All these amicus and media coverage of this was completely false.
This was about a university making specific factual allegations that jurors determine on a daily basis, and they continued to make them long after they knew they were deliberately false, and thus they deserve the big punitive and fee awards that were issued against.
How about, it was reduced to 28 million, I think?
It was around 30, I think it ended up being 31 million total, something like that.
And people bear in mind, one anecdote.
In the 2,600 videos that I've done on YouTube, I had one that was unusable because of the audio.
It was an entire breakdown of the Oberlin judgment.
And for anybody who doesn't know, it was the Gibson's Bakery.
They allegedly arrested or they stopped someone for shoplifting.
The individual happened to be black.
And then all hell broke loose.
Oberlin, the college.
Basically said, this bakery has a history of racism.
A history of racist discrimination.
They just said racism, they could have got away with that.
But saying racist discrimination, that means they had engaged in a certain kind of behavior that jurors can determine.
Racist harassment, that means a certain kind of behavior that jurors can determine.
And it committed assault.
For racially discriminatory, racially harassment reasons.
Also, something jurors are called upon to determine.
That's what removed it from constitutionally protected opinion into statements of fact subject to a libel claim.
And yeah, reduced to $25 million per state law because apparently the jury awarded them more than the statutory maximum in the state.
And then they had staff members of Oberlin coming and saying, don't do business with them.
Oberlin canceled their contracts, I believe, because they did business with them.
It was...
It's egregious through and through, so much so that I know Oberlin alumni who said that this was enough to cause them to suspend donations to the university.
I'll say this.
Good for Gibson's Bakery.
I'm going to put the dog down.
Yeah, and by the way, he doesn't need to be cleaned.
I mean, he needs to be cleaned, but he's blind, so he doesn't need to be trimmed.
So I need to give that dog a bath.
He smells like a wet carpet.
Well, you could throw him into the cold ice water like you took a dip in.
Oh, dear God.
Oh, my God.
I got that video.
I'll show it later.
But yeah, that dog would die in that water.
No, for everyone saying good for the bakery, if you read the case and you read what the employee...
It's a family.
It's a family business.
It had been there for 100 years.
You know, people suffered.
People died in the...
Not in the context of, but rather in the framework of.
This caused unimaginable hardships.
And people think, like, great.
$26 million, they're made for life.
Whatever's left of their life.
And, you know, money cannot compensate for a compromised reputation for damage, for wrongly impugned integrity.
You can't do that.
And this was one of those cases where they maligned for political, woke politics.
A bakery that had been there and served the community was as progressive as anybody else in Oberlin, Ohio.
And they threw them under the bus, demonized them, and destroyed the business and the individuals for woke politics for their own student base.
They deserve everything they get, Oberlin, and more.

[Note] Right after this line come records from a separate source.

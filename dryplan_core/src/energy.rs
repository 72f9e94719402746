//! Energy and body calculations.
//!
//! Pure functions implementing the Mifflin-St Jeor BMR formula,
//! maintenance (TDEE) and goal calorie targets with the calorie floor,
//! BMI classification, and macro-target derivation. Input-range
//! validation is the caller's job (the conversation guards do it).

use crate::{
    restriction, BmiCategory, Config, EnergyTarget, Gender, Goal, MacroRatios, MacroTargets,
};

/// Lower bound multiplier of the per-height normal weight range.
///
/// Slightly below the WHO 18.5 BMI threshold on purpose: the original
/// heuristic allows target weights a little under "normal".
const NORMAL_WEIGHT_LOW_BMI: f64 = 17.59;

/// Upper bound of the per-height normal weight range
const NORMAL_WEIGHT_HIGH_BMI: f64 = 24.9;

/// Basal metabolic rate (kcal/day), Mifflin-St Jeor
pub fn bmr(weight_kg: f64, height_cm: f64, age_years: u32, gender: Gender) -> f64 {
    let sex_term = if gender.is_female() { -161.0 } else { 5.0 };
    10.0 * weight_kg + 6.25 * height_cm - 5.0 * f64::from(age_years) + sex_term
}

/// Maintenance calories: BMR scaled by the activity coefficient
pub fn maintenance_kcal(bmr: f64, activity_coefficient: f64) -> i32 {
    (bmr * activity_coefficient).round() as i32
}

/// Goal-adjusted daily calorie target.
///
/// Returns both the raw value and the floored one; callers inspect
/// [`EnergyTarget::was_floored`] to drive the risk warning.
pub fn goal_kcal(maintenance: i32, goal: Goal, week: u32, config: &Config) -> EnergyTarget {
    let coefficient = match goal {
        Goal::Loss => config.plan.loss_coefficient,
        Goal::Gain => config.plan.gain_coefficient,
        Goal::Dry => restriction::dry_coefficient(week, &config.dry),
    };

    let raw_kcal = (f64::from(maintenance) * coefficient).round() as i32;
    let kcal = raw_kcal.max(config.plan.calorie_floor);

    tracing::debug!(maintenance, ?goal, week, raw_kcal, kcal, "computed calorie target");
    EnergyTarget { raw_kcal, kcal }
}

/// Body mass index
pub fn bmi(weight_kg: f64, height_cm: f64) -> f64 {
    let height_m = height_cm / 100.0;
    weight_kg / (height_m * height_m)
}

/// Classify a BMI value into one of the 8 bands
pub fn bmi_category(bmi: f64) -> BmiCategory {
    if bmi < 16.0 {
        BmiCategory::SevereThinness
    } else if bmi < 17.0 {
        BmiCategory::ModerateThinness
    } else if bmi < 18.5 {
        BmiCategory::MildThinness
    } else if bmi < 25.0 {
        BmiCategory::Normal
    } else if bmi < 30.0 {
        BmiCategory::Overweight
    } else if bmi < 35.0 {
        BmiCategory::ObeseClass1
    } else if bmi < 40.0 {
        BmiCategory::ObeseClass2
    } else {
        BmiCategory::ObeseClass3
    }
}

/// Acceptable target-weight range (kg) for the given height
pub fn normal_weight_range(height_cm: f64) -> (f64, f64) {
    let height_m = height_cm / 100.0;
    let sq = height_m * height_m;
    (NORMAL_WEIGHT_LOW_BMI * sq, NORMAL_WEIGHT_HIGH_BMI * sq)
}

/// Macro split for the goal and (dry-only) week number
pub fn macro_ratios(goal: Goal, week: u32, config: &Config) -> MacroRatios {
    match goal {
        Goal::Gain => MacroRatios {
            protein: 0.30,
            fat: 0.25,
            carb: 0.45,
        },
        Goal::Dry if week > 1 => restriction::dry_macro_ratios(week, &config.dry),
        _ => MacroRatios {
            protein: 0.40,
            fat: 0.30,
            carb: 0.30,
        },
    }
}

/// Gram targets for a calorie budget and macro split.
///
/// Each gram value is the rounded kcal share over 4 kcal/g (protein,
/// carbs) or 9 kcal/g (fat).
pub fn macro_targets(kcal: i32, ratios: MacroRatios) -> MacroTargets {
    let kcal = f64::from(kcal);
    MacroTargets {
        protein_g: (kcal * ratios.protein / 4.0).round() as i32,
        fat_g: (kcal * ratios.fat / 9.0).round() as i32,
        carb_g: (kcal * ratios.carb / 4.0).round() as i32,
    }
}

Speaking of wokeism taking another defeat, Judicial Watch had brought suit against California's attempt to institute racial quotas and gender identity quotas in every corporate board in California.
And they noted it violated California constitutional rights and protections, including a California constitutional provision that prohibits racial preferences, period, regardless of the excuse.
They said even under the California general racial discriminatory provision, strict scrutiny needed to be met, and it wasn't met here.
But under other California constitutional provisions, strict scrutiny isn't even justification for racial discrimination.
You just can't do it, period.
And this was state law mandating California businesses engaging racial discrimination, gender discrimination.
Gender identity-based discrimination and imposing quotas in favor of those individuals being put on the board.
And a court ruled in favor of Judicial Watch's suit this week in Los Angeles, California, no less, saying this clearly was illegal and issued an injunction preventing it from being instituted in California.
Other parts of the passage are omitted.